*** Begin section ***

mod config;
mod model;
mod poller;
mod provider;
mod sentiment;
mod ui;
mod utils;

use config::{AppConfig, Cli, api_key_from_env, load_config};
use model::AppError;
use poller::Poller;
use provider::FinnhubClient;

use clap::Parser;
use std::fs::OpenOptions;
use std::process::ExitCode;
use std::sync::{Arc, Mutex};
use tracing::{error, info};
use tracing_subscriber::EnvFilter;

#[tokio::main]
async fn main() -> ExitCode {
    let cli = Cli::parse();

    // Configuration problems are reported before logging exists.
    let config = match load_config(&cli.config)
        .and_then(|file| AppConfig::build(cli, file, api_key_from_env()?))
    {
        Ok(cfg) => cfg,
        Err(e) => {
            eprintln!("ticker-pulse: {}", e);
            return ExitCode::from(2);
        }
    };

    if let Err(e) = init_logging(&config) {
        eprintln!("ticker-pulse: {}", e);
        return ExitCode::from(2);
    }

    match run(config).await {
        Ok(()) => ExitCode::SUCCESS,
        Err(e) => {
            error!("Fatal: {}", e);
            eprintln!("ticker-pulse: {}", e);
            ExitCode::FAILURE
        }
    }
}

async fn run(config: AppConfig) -> Result<(), AppError> {
    info!(
        "Starting: {} tickers, polling every {:?}",
        config.tickers.len(),
        config.poll_interval
    );

    let client = Arc::new(FinnhubClient::new(&config.provider)?);
    let poller = Poller::new(client.clone(), config.poll_interval);

    if config.plain {
        ui::plain::run(&config, poller).await
    } else {
        ui::run(&config, client.as_ref(), poller).await
    }
}

/// Plain mode logs to stderr; the terminal UI owns the screen, so it logs
/// to a file instead.
fn init_logging(config: &AppConfig) -> Result<(), AppError> {
    let filter = EnvFilter::try_from_default_env().unwrap_or_else(|_| EnvFilter::new("info"));

    if config.plain {
        tracing_subscriber::fmt()
            .with_env_filter(filter)
            .with_writer(std::io::stderr)
            .init();
    } else {
        let file = OpenOptions::new()
            .create(true)
            .append(true)
            .open(&config.log_file)
            .map_err(|source| AppError::LogFile {
                path: config.log_file.clone(),
                source,
            })?;
        tracing_subscriber::fmt()
            .with_env_filter(filter)
            .with_ansi(false)
            .with_writer(Mutex::new(file))
            .init();
    }
    Ok(())
}
use crate::model::{ProviderError, SentimentSample, Ticker};
use crate::provider::MarketData;
use crate::utils::{round2, trailing_year};

use chrono::NaiveDate;
use std::collections::BTreeMap;
use std::fmt;
use tracing::debug;

#[derive(Debug, Clone, Copy, PartialEq, Eq, PartialOrd, Ord, Hash)]
pub struct MonthKey {
    pub year: i32,
    pub month: u32,
}

impl fmt::Display for MonthKey {
    fn fmt(&self, f: &mut fmt::Formatter<'_>) -> fmt::Result {
        write!(f, "{}-{:02}", self.year, self.month)
    }
}

/// Rounded mspr values per month, oldest month first.
pub type SentimentHistory = BTreeMap<MonthKey, Vec<f64>>;

pub fn group_by_month(samples: &[SentimentSample]) -> SentimentHistory {
    let mut history = SentimentHistory::new();
    for sample in samples {
        let key = MonthKey {
            year: sample.year,
            month: sample.month,
        };
        history.entry(key).or_default().push(round2(sample.mspr));
    }
    history
}

/// Sentiment for the 365 days ending at `today`, grouped for charting.
pub async fn sentiment_history(
    provider: &dyn MarketData,
    ticker: &Ticker,
    today: NaiveDate,
) -> Result<SentimentHistory, ProviderError> {
    let (from, to) = trailing_year(today);
    let samples = provider.insider_sentiment(ticker, from, to).await?;
    let history = group_by_month(&samples);
    debug!("{}: {} months of sentiment history", ticker, history.len());
    Ok(history)
}
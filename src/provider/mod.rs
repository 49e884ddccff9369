pub mod finnhub;
pub mod traits;

#[cfg(test)]
pub mod stub;

pub use finnhub::FinnhubClient;
pub use traits::MarketData;
// Display loop: Setup once per selection, then Polling until cancelled.

pub mod scheduler;
pub mod table;

pub use scheduler::Scheduler;
pub use table::DisplayTable;

use crate::model::{DisplayRow, FetchFailure, FetchKind, Sentiment, Ticker};
use crate::provider::MarketData;
use crate::sentiment::{SentimentHistory, current_sentiment, sentiment_history};

use chrono::NaiveDate;
use std::sync::Arc;
use std::time::Duration;
use tokio::sync::{Notify, mpsc};
use tokio::time::sleep;
use tracing::{debug, info, warn};

#[derive(Debug, Clone, PartialEq)]
pub enum DashboardEvent {
    /// Setup finished: history for the chart and the initial table.
    Ready {
        session: u64,
        history: Vec<(Ticker, SentimentHistory)>,
        rows: Vec<DisplayRow>,
        failures: Vec<FetchFailure>,
    },
    /// One polling cycle finished.
    Table {
        session: u64,
        cycle: u64,
        rows: Vec<DisplayRow>,
        failures: Vec<FetchFailure>,
    },
}

impl DashboardEvent {
    pub fn session(&self) -> u64 {
        match self {
            DashboardEvent::Ready { session, .. } | DashboardEvent::Table { session, .. } => {
                *session
            }
        }
    }
}

pub struct SetupResult {
    pub table: DisplayTable,
    pub history: Vec<(Ticker, SentimentHistory)>,
    pub failures: Vec<FetchFailure>,
}

#[derive(Clone)]
pub struct Poller {
    provider: Arc<dyn MarketData>,
    interval: Duration,
}

impl Poller {
    pub fn new(provider: Arc<dyn MarketData>, interval: Duration) -> Self {
        Self { provider, interval }
    }

    /// Fetches history and current sentiment for every ticker. A failure on
    /// one ticker is recorded and the rest are still processed.
    pub async fn setup(&self, tickers: &[Ticker], today: NaiveDate) -> SetupResult {
        let mut table = DisplayTable::new(tickers);
        let mut history = Vec::new();
        let mut failures = Vec::new();

        for ticker in tickers {
            info!("Setting up {}", ticker);

            match sentiment_history(self.provider.as_ref(), ticker, today).await {
                Ok(months) => history.push((ticker.clone(), months)),
                Err(e) => {
                    warn!("History fetch failed for {}: {}", ticker, e);
                    failures.push(failure(ticker, FetchKind::History, e));
                }
            }

            let sentiment = match current_sentiment(self.provider.as_ref(), ticker, today).await {
                Ok(Some(mspr)) => Sentiment::Available(mspr),
                Ok(None) => Sentiment::Unavailable,
                Err(e) => {
                    warn!("Sentiment fetch failed for {}: {}", ticker, e);
                    let message = e.to_string();
                    failures.push(failure(ticker, FetchKind::Sentiment, e));
                    Sentiment::Failed(message)
                }
            };
            table.set_sentiment(ticker, sentiment);
        }

        SetupResult {
            table,
            history,
            failures,
        }
    }

    /// One pass over the table: fetch each quote in turn and update its
    /// price cell. Failed tickers keep their previous price.
    pub async fn poll_cycle(&self, table: &mut DisplayTable) -> Vec<FetchFailure> {
        let tickers: Vec<Ticker> = table.tickers().cloned().collect();
        let mut failures = Vec::new();

        for ticker in &tickers {
            match self.provider.quote(ticker).await {
                Ok(quote) => {
                    debug!("{} = {:.2}", ticker, quote.current_price);
                    table.set_price(&quote.ticker, quote.current_price);
                }
                Err(e) => {
                    warn!("Quote fetch failed for {}: {}", ticker, e);
                    failures.push(failure(ticker, FetchKind::Quote, e));
                }
            }
        }

        failures
    }

    /// Runs one session until `cancel` is notified or the receiver is gone.
    pub async fn run(
        &self,
        session: u64,
        tickers: Vec<Ticker>,
        today: NaiveDate,
        events: mpsc::Sender<DashboardEvent>,
        cancel: Arc<Notify>,
        refresh: Arc<Notify>,
    ) {
        let work = async {
            info!("Session {}: setup for {} tickers", session, tickers.len());
            let SetupResult {
                mut table,
                history,
                failures,
            } = self.setup(&tickers, today).await;

            let ready = DashboardEvent::Ready {
                session,
                history,
                rows: table.rows().to_vec(),
                failures,
            };
            if events.send(ready).await.is_err() {
                return;
            }

            let mut cycle = 0;
            loop {
                cycle += 1;
                let failures = self.poll_cycle(&mut table).await;
                let update = DashboardEvent::Table {
                    session,
                    cycle,
                    rows: table.rows().to_vec(),
                    failures,
                };
                if events.send(update).await.is_err() {
                    return;
                }

                debug!("Waiting for timer ({:?}) or manual refresh...", self.interval);
                // A refresh requested during setup or a cycle is stored and
                // skips this wait once.
                tokio::select! {
                    _ = sleep(self.interval) => {}
                    _ = refresh.notified() => {
                        info!("Manual refresh triggered.");
                    }
                }
            }
        };

        tokio::select! {
            biased;
            _ = cancel.notified() => {
                info!("Session {} cancelled", session);
            }
            _ = work => {
                info!("Session {} stopped: display closed", session);
            }
        }
    }
}

fn failure(ticker: &Ticker, kind: FetchKind, error: impl ToString) -> FetchFailure {
    FetchFailure {
        ticker: ticker.clone(),
        kind,
        message: error.to_string(),
    }
}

*** End section ***

### WORK ITEM
Only the lines above, from the first through the one holding "use std::fs::OpenOptions;", are to be output, and they must be copied exactly.

### EXERCISE RESPONSE
mod config;
mod model;
mod poller;
mod provider;
mod sentiment;
mod ui;
mod utils;

use config::{AppConfig, Cli, api_key_from_env, load_config};
use model::AppError;
use poller::Poller;
use provider::FinnhubClient;

use clap::Parser;
use std::fs::OpenOptions;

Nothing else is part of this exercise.